Robbie was about to ask the woman whether she thought a true aesthete and epicurean like Tom could really kill himself, but he had to end the call early because the doorbell rang. It was Detective Michaels.

“Sorry,” she said. “I understand you’ve not been feeling well.”

In pajama bottoms, an old T-shirt, and slippers, certainly Robbie looked like he’d climbed out of bed to answer the door. He invited the detective in. They stood awkwardly in the kitchen. Detective Michaels apologized for not calling first, but she was in the neighborhood. She mentioned that she’d been in contact with Carlo. Robbie interrupted: Wasn’t she getting from him whatever assistance she needed?

“Yes,” the detective said, “yes. However, I’ve still got one or two questions—”

“You’re considering different scenarios,” Robbie said.

“That’s my job. Ruling things out.”

“You’re wondering whether it was an accident? Whether Tom really meant to kill himself or if he might only have been messing around?”

“Is that something you’re asking yourself?”

Robbie nodded. The detective waited for him to say more but he didn’t. She had her pad out, her pen.

“Awkward question, Mr. Voight,” she said. “It’s about your relationship with Mr. Stein.”

“Oh? Why?”

“Well, you understand. I’m trying to close this case, but I have this funny feeling I’m overlooking something.”

“About Carlo and me?”

“Would you say your relationship is solid?”

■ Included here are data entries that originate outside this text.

use crate::error::AssemblyError;
use crate::restriction::DofMapRestriction;
use crate::space::{same_dofmap, DofMap};
use crate::view::{build_axes, check_container_len, single_axis, Held, ViewAxis};
use crate::Real;
use eyre::eyre;
use fenris_la::{IndexSetFactory, Vector};
use std::marker::PhantomData;
use std::ops::{Deref, DerefMut};
use std::sync::Arc;

fn gather<T: Real>(local: &[T], axis: &ViewAxis) -> Vec<T> {
    axis.locations()
        .iter()
        .map(|location| location.map(|l| local[l]).unwrap_or_else(T::zero))
        .collect()
}

fn single_restriction(restriction: Option<&DofMapRestriction>) -> Option<[&DofMapRestriction; 1]> {
    restriction.map(|r| [r])
}

/// A writable view of a vector in the numbering of a dofmap.
///
/// The content has one entry per unrolled dof of the (unrestricted) dofmap. Entries whose dof is not
/// part of the restriction read as zero and are discarded on restore. The content is written back to the
/// vector when the view is dropped.
#[derive(Debug)]
pub struct SubVectorView<'a, T: Real> {
    vector: &'a mut Vector<T>,
    axis: Held<'a, ViewAxis>,
    content: Vec<T>,
}

impl<'a, T: Real> SubVectorView<'a, T> {
    /// Opens a view of `vector` through `dofmap`, optionally restricted.
    ///
    /// Without `ghosted`, only the owned dofs are part of the view.
    pub fn new(
        vector: &'a mut Vector<T>,
        dofmap: &Arc<DofMap>,
        restriction: Option<&DofMapRestriction>,
        ghosted: bool,
        factory: &dyn IndexSetFactory,
    ) -> eyre::Result<Self> {
        let restrictions = single_restriction(restriction);
        let axes = build_axes(&[dofmap], restrictions.as_ref().map(|r| &r[..]), ghosted, factory)?;
        check_container_len(&axes, vector.local_len())?;
        let axis = single_axis(axes)?;
        Ok(Self::with_axis(vector, Held::Owned(axis)))
    }

    fn with_axis(vector: &'a mut Vector<T>, axis: Held<'a, ViewAxis>) -> Self {
        let content = gather(vector.local(), &axis);
        Self { vector, axis, content }
    }

    pub fn content(&self) -> &[T] {
        &self.content
    }

    pub fn content_mut(&mut self) -> &mut [T] {
        &mut self.content
    }

    pub fn is_restricted(&self) -> bool {
        self.axis.is_restricted()
    }
}

impl<'a, T: Real> Deref for SubVectorView<'a, T> {
    type Target = [T];

    fn deref(&self) -> &[T] {
        &self.content
    }
}

impl<'a, T: Real> DerefMut for SubVectorView<'a, T> {
    fn deref_mut(&mut self) -> &mut [T] {
        &mut self.content
    }
}

impl<'a, T: Real> Drop for SubVectorView<'a, T> {
    fn drop(&mut self) {
        let local = self.vector.local_mut();
        for (value, location) in self.content.iter().zip(self.axis.locations()) {
            if let Some(l) = location {
                local[*l] = *value;
            }
        }
    }
}

/// A read-only view of a vector in the numbering of a dofmap.
///
/// Same layout as [`SubVectorView`], but nothing is written back.
#[derive(Debug)]
pub struct SubVectorReadView<'a, T: Real> {
    axis: Held<'a, ViewAxis>,
    content: Vec<T>,
    vector: PhantomData<&'a Vector<T>>,
}

impl<'a, T: Real> SubVectorReadView<'a, T> {
    pub fn new(
        vector: &'a Vector<T>,
        dofmap: &Arc<DofMap>,
        restriction: Option<&DofMapRestriction>,
        ghosted: bool,
        factory: &dyn IndexSetFactory,
    ) -> eyre::Result<Self> {
        let restrictions = single_restriction(restriction);
        let axes = build_axes(&[dofmap], restrictions.as_ref().map(|r| &r[..]), ghosted, factory)?;
        check_container_len(&axes, vector.local_len())?;
        let axis = single_axis(axes)?;
        Ok(Self::with_axis(vector, Held::Owned(axis)))
    }

    fn with_axis(vector: &'a Vector<T>, axis: Held<'a, ViewAxis>) -> Self {
        let content = gather(vector.local(), &axis);
        Self {
            axis,
            content,
            vector: PhantomData,
        }
    }

    pub fn content(&self) -> &[T] {
        &self.content
    }

    pub fn is_restricted(&self) -> bool {
        self.axis.is_restricted()
    }
}

impl<'a, T: Real> Deref for SubVectorReadView<'a, T> {
    type Target = [T];

    fn deref(&self) -> &[T] {
        &self.content
    }
}

/// Writable views of the blocks of a block vector.
///
/// The index sets of all blocks are created once, on construction, and released when this is dropped.
#[derive(Debug)]
pub struct BlockSubVectors<'a, T: Real> {
    vector: &'a mut Vector<T>,
    axes: Vec<ViewAxis>,
}

impl<'a, T: Real> BlockSubVectors<'a, T> {
    pub fn new(
        vector: &'a mut Vector<T>,
        dofmaps: &[&Arc<DofMap>],
        restrictions: Option<&[&DofMapRestriction]>,
        ghosted: bool,
        factory: &dyn IndexSetFactory,
    ) -> eyre::Result<Self> {
        let axes = build_axes(dofmaps, restrictions, ghosted, factory)?;
        check_container_len(&axes, vector.local_len())?;
        Ok(Self { vector, axes })
    }

    pub fn len(&self) -> usize {
        self.axes.len()
    }

    pub fn is_empty(&self) -> bool {
        self.axes.is_empty()
    }

    /// View of block `index`, restored into the block vector when dropped.
    ///
    /// # Panics
    ///
    /// Panics if `index` is not smaller than the number of blocks.
    pub fn view(&mut self, index: usize) -> SubVectorView<'_, T> {
        let axis = &self.axes[index];
        SubVectorView::with_axis(&mut *self.vector, Held::Borrowed(axis))
    }

    /// Calls `f` with the content of each block in order, restoring each block before moving on.
    pub fn try_for_each<F>(&mut self, mut f: F) -> eyre::Result<()>
    where
        F: FnMut(usize, &mut [T]) -> eyre::Result<()>,
    {
        for index in 0..self.len() {
            let mut view = self.view(index);
            f(index, &mut *view)?;
        }
        Ok(())
    }
}

/// Read-only views of the blocks of a block vector.
#[derive(Debug)]
pub struct BlockSubVectorsRead<'a, T: Real> {
    vector: &'a Vector<T>,
    axes: Vec<ViewAxis>,
}

impl<'a, T: Real> BlockSubVectorsRead<'a, T> {
    pub fn new(
        vector: &'a Vector<T>,
        dofmaps: &[&Arc<DofMap>],
        restrictions: Option<&[&DofMapRestriction]>,
        ghosted: bool,
        factory: &dyn IndexSetFactory,
    ) -> eyre::Result<Self> {
        let axes = build_axes(dofmaps, restrictions, ghosted, factory)?;
        check_container_len(&axes, vector.local_len())?;
        Ok(Self { vector, axes })
    }

    pub fn len(&self) -> usize {
        self.axes.len()
    }

    pub fn is_empty(&self) -> bool {
        self.axes.is_empty()
    }

    /// # Panics
    ///
    /// Panics if `index` is not smaller than the number of blocks.
    pub fn view(&self, index: usize) -> SubVectorReadView<'_, T> {
        SubVectorReadView::with_axis(self.vector, Held::Borrowed(&self.axes[index]))
    }

    /// Views of all blocks, in order.
    pub fn views(&self) -> Vec<SubVectorReadView<'_, T>> {
        (0..self.len()).map(|index| self.view(index)).collect()
    }
}

/// A block of a nest vector: either the local array of the sub-vector or a restricted view of it.
#[derive(Debug)]
pub enum NestSubVector<'a, T: Real> {
    Local(&'a mut [T]),
    Restricted(SubVectorView<'a, T>),
}

impl<'a, T: Real> Deref for NestSubVector<'a, T> {
    type Target = [T];

    fn deref(&self) -> &[T] {
        match self {
            Self::Local(local) => local,
            Self::Restricted(view) => view,
        }
    }
}

impl<'a, T: Real> DerefMut for NestSubVector<'a, T> {
    fn deref_mut(&mut self) -> &mut [T] {
        match self {
            Self::Local(local) => local,
            Self::Restricted(view) => view,
        }
    }
}

/// Read-only counterpart of [`NestSubVector`].
#[derive(Debug)]
pub enum NestSubVectorRead<'a, T: Real> {
    Local(&'a [T]),
    Restricted(SubVectorReadView<'a, T>),
}

impl<'a, T: Real> Deref for NestSubVectorRead<'a, T> {
    type Target = [T];

    fn deref(&self) -> &[T] {
        match self {
            Self::Local(local) => local,
            Self::Restricted(view) => view,
        }
    }
}

fn validate_nest_restrictions(
    num_blocks: usize,
    dofmaps: &[&Arc<DofMap>],
    restrictions: &[&DofMapRestriction],
) -> eyre::Result<()> {
    for (what, actual) in [("dofmaps", dofmaps.len()), ("restrictions", restrictions.len())] {
        if actual != num_blocks {
            return Err(eyre!(AssemblyError::BlockCountMismatch {
                what,
                expected: num_blocks,
                actual,
            }));
        }
    }
    for (block, (dofmap, restriction)) in dofmaps.iter().zip(restrictions).enumerate() {
        if !same_dofmap(dofmap, restriction.dofmap()) {
            return Err(eyre!(AssemblyError::RestrictionDofMapMismatch { block }));
        }
    }
    Ok(())
}

/// Writable views of the sub-vectors of a nest vector.
///
/// Unlike [`BlockSubVectors`], index sets are created per block when a view is opened, since the
/// sub-vectors are independent containers.
pub struct NestSubVectors<'a, T: Real> {
    blocks: &'a mut [Vector<T>],
    restrictions: Option<(Vec<&'a Arc<DofMap>>, Vec<&'a DofMapRestriction>)>,
    ghosted: bool,
    factory: &'a dyn IndexSetFactory,
}

impl<'a, T: Real> NestSubVectors<'a, T> {
    /// Views that expose the local arrays of the sub-vectors directly.
    pub fn new(blocks: &'a mut [Vector<T>], ghosted: bool, factory: &'a dyn IndexSetFactory) -> Self {
        Self {
            blocks,
            restrictions: None,
            ghosted,
            factory,
        }
    }

    /// Views that expose each sub-vector through the unrestricted numbering of a restricted dofmap.
    pub fn restricted(
        blocks: &'a mut [Vector<T>],
        dofmaps: &[&'a Arc<DofMap>],
        restrictions: &[&'a DofMapRestriction],
        ghosted: bool,
        factory: &'a dyn IndexSetFactory,
    ) -> eyre::Result<Self> {
        validate_nest_restrictions(blocks.len(), dofmaps, restrictions)?;
        Ok(Self {
            blocks,
            restrictions: Some((dofmaps.to_vec(), restrictions.to_vec())),
            ghosted,
            factory,
        })
    }

    pub fn len(&self) -> usize {
        self.blocks.len()
    }

    pub fn is_empty(&self) -> bool {
        self.blocks.is_empty()
    }

    /// # Panics
    ///
    /// Panics if `index` is not smaller than the number of sub-vectors.
    pub fn view(&mut self, index: usize) -> eyre::Result<NestSubVector<'_, T>> {
        let block = &mut self.blocks[index];
        match &self.restrictions {
            None if self.ghosted => Ok(NestSubVector::Local(block.local_mut())),
            None => Ok(NestSubVector::Local(block.owned_mut())),
            Some((dofmaps, restrictions)) => {
                let view =
                    SubVectorView::new(block, dofmaps[index], Some(restrictions[index]), self.ghosted, self.factory)?;
                Ok(NestSubVector::Restricted(view))
            }
        }
    }

    /// Calls `f` with the content of each sub-vector in order, restoring each block before moving on.
    pub fn try_for_each<F>(&mut self, mut f: F) -> eyre::Result<()>
    where
        F: FnMut(usize, &mut [T]) -> eyre::Result<()>,
    {
        for index in 0..self.len() {
            let mut view = self.view(index)?;
            f(index, &mut *view)?;
        }
        Ok(())
    }
}

/// Read-only views of the sub-vectors of a nest vector.
pub struct NestSubVectorsRead<'a, T: Real> {
    blocks: Vec<&'a Vector<T>>,
    restrictions: Option<(Vec<&'a Arc<DofMap>>, Vec<&'a DofMapRestriction>)>,
    ghosted: bool,
    factory: &'a dyn IndexSetFactory,
}

impl<'a, T: Real> NestSubVectorsRead<'a, T> {
    pub fn new(blocks: Vec<&'a Vector<T>>, ghosted: bool, factory: &'a dyn IndexSetFactory) -> Self {
        Self {
            blocks,
            restrictions: None,
            ghosted,
            factory,
        }
    }

    pub fn restricted(
        blocks: Vec<&'a Vector<T>>,
        dofmaps: &[&'a Arc<DofMap>],
        restrictions: &[&'a DofMapRestriction],
        ghosted: bool,
        factory: &'a dyn IndexSetFactory,
    ) -> eyre::Result<Self> {
        validate_nest_restrictions(blocks.len(), dofmaps, restrictions)?;
        Ok(Self {
            blocks,
            restrictions: Some((dofmaps.to_vec(), restrictions.to_vec())),
            ghosted,
            factory,
        })
    }

    pub fn len(&self) -> usize {
        self.blocks.len()
    }

    pub fn is_empty(&self) -> bool {
        self.blocks.is_empty()
    }

    /// # Panics
    ///
    /// Panics if `index` is not smaller than the number of sub-vectors.
    pub fn view(&self, index: usize) -> eyre::Result<NestSubVectorRead<'a, T>> {
        let block = self.blocks[index];
        match &self.restrictions {
            None if self.ghosted => Ok(NestSubVectorRead::Local(block.local())),
            None => Ok(NestSubVectorRead::Local(block.owned())),
            Some((dofmaps, restrictions)) => {
                let view =
                    SubVectorReadView::new(block, dofmaps[index], Some(restrictions[index]), self.ghosted, self.factory)?;
                Ok(NestSubVectorRead::Restricted(view))
            }
        }
    }

    /// Views of all sub-vectors, in order.
    pub fn views(&self) -> eyre::Result<Vec<NestSubVectorRead<'a, T>>> {
        (0..self.len()).map(|index| self.view(index)).collect()
    }
}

Solid? For sure, they’d known more solid autumns in the past.

“Like granite,” Robbie said, and he tapped the kitchen counter.

“And you and Mr. Stein—you’d say, as a rule, you tell each other everything?”

Robbie squinted at the detective. What was she getting at?

He said, “Everything, yes.”

The detective made a note but shook her head in puzzlement. She said, “In a long marriage, sometimes one partner goes and does something the other partner wouldn’t want him to.”

“Detective, I’m not sure what you’re after. And I’m not feeling well—”

“A long marriage,” Detective Michaels said again. “Sometimes there are secrets.”

“Maybe for some, but we’re simply not like that,” Robbie said, as if Stein Voight were a nation and his patriotism were being tested. “Carlo and I don’t keep secrets.”

“Oh, go on.”

“Honestly we don’t.”

“You have nothing, say, you’re keeping from Mr. Stein? Nothing about Mr. Field, about what happened that night?”

If Robbie began to form an uncomfortable smile it was because he’d assumed that in querying about matters unspoken or covert between the two men, the detective was wondering if Carlo kept things from Robbie, not the other way around. As a matter of fact, it was Robbie who held a secret at the moment: There was Tom’s address book, which Carlo didn’t know about and which, Robbie realized, sat in plain view atop the piano. There were the calls he’d been making. There were all of his alien thoughts of the last weeks, each a secret in its way. One of these days, he was going to be found out, if not by the detective, then by Carlo.

“We don’t hide anything from each other,” Robbie asserted again, “and I’m sorry, but do you think we could talk another time? I should lie down.”

• • •

T
HAT NIGHT,
a dream, Robbie’s now recurring dream, the one in which he woke up abruptly and noticed Carlo wasn’t next to him in bed but instead was standing at their bedroom window. Except this time, the dream was different: It wasn’t Carlo at the window (Carlo wasn’t in the room at all). The man at the window was looser in branch—it was Tom, Tom dressed for tennis.

He stood there, his arms at his side, staring out at the night, and Robbie pulled back the blanket and swung his legs over the side of the bed and ever so quietly crossed the room until he was standing behind Tom, and Tom didn’t appear to notice Robbie or let on if he did. Robbie inched close enough so he could feel whatever
heat Tom threw off. Robbie was breathing on Tom’s shoulder, his neck. Robbie extended his hand out beyond Tom’s side, out in front of Tom, and Tom studied Robbie’s hand a while, then took it in his, and placed Robbie’s hand over his, Tom’s, heart.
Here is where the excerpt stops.